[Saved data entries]
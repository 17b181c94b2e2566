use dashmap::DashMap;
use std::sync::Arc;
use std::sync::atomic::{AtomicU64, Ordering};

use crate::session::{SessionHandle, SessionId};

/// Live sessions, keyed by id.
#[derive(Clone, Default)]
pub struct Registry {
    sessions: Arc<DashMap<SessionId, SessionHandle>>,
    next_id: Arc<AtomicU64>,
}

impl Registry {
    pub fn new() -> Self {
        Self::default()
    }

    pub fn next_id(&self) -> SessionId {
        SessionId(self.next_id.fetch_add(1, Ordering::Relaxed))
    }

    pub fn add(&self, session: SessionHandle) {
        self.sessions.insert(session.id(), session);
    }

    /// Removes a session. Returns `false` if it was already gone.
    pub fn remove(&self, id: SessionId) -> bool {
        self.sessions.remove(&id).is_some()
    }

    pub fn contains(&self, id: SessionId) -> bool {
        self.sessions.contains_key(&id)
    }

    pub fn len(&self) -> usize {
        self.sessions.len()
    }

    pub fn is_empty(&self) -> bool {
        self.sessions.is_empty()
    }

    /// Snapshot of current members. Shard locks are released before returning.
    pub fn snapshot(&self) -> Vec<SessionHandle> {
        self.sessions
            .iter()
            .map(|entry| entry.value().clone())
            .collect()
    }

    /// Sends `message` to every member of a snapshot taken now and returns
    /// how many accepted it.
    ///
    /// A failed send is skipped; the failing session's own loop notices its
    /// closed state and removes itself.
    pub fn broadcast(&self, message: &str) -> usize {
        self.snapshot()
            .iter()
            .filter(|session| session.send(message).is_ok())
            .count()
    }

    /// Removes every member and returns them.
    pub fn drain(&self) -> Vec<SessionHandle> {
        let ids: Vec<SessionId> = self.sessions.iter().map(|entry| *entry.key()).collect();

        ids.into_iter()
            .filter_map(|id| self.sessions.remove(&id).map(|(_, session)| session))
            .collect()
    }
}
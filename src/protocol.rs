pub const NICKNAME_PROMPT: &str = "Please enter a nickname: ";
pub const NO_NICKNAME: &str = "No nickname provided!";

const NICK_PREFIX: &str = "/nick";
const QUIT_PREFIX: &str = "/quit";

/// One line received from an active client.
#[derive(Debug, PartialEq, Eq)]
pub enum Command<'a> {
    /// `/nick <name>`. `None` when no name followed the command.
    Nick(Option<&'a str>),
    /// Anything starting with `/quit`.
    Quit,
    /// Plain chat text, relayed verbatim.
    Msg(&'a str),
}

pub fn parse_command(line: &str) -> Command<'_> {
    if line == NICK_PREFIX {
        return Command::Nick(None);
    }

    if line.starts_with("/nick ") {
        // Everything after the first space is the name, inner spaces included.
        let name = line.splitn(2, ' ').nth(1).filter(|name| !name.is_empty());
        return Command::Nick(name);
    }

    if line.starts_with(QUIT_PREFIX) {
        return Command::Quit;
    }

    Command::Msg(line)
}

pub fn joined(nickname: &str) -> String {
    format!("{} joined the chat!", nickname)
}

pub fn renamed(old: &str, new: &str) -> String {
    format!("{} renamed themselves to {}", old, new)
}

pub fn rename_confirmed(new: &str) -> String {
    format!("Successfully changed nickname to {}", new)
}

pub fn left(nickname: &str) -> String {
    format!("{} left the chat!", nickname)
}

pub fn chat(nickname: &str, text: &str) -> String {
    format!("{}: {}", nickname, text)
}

● THE PROBLEM: Some lines above contain the word "chat". Copy each of them.

● OUTPUT BELOW:
    /// Plain chat text, relayed verbatim.
    format!("{} joined the chat!", nickname)
    format!("{} left the chat!", nickname)
pub fn chat(nickname: &str, text: &str) -> String {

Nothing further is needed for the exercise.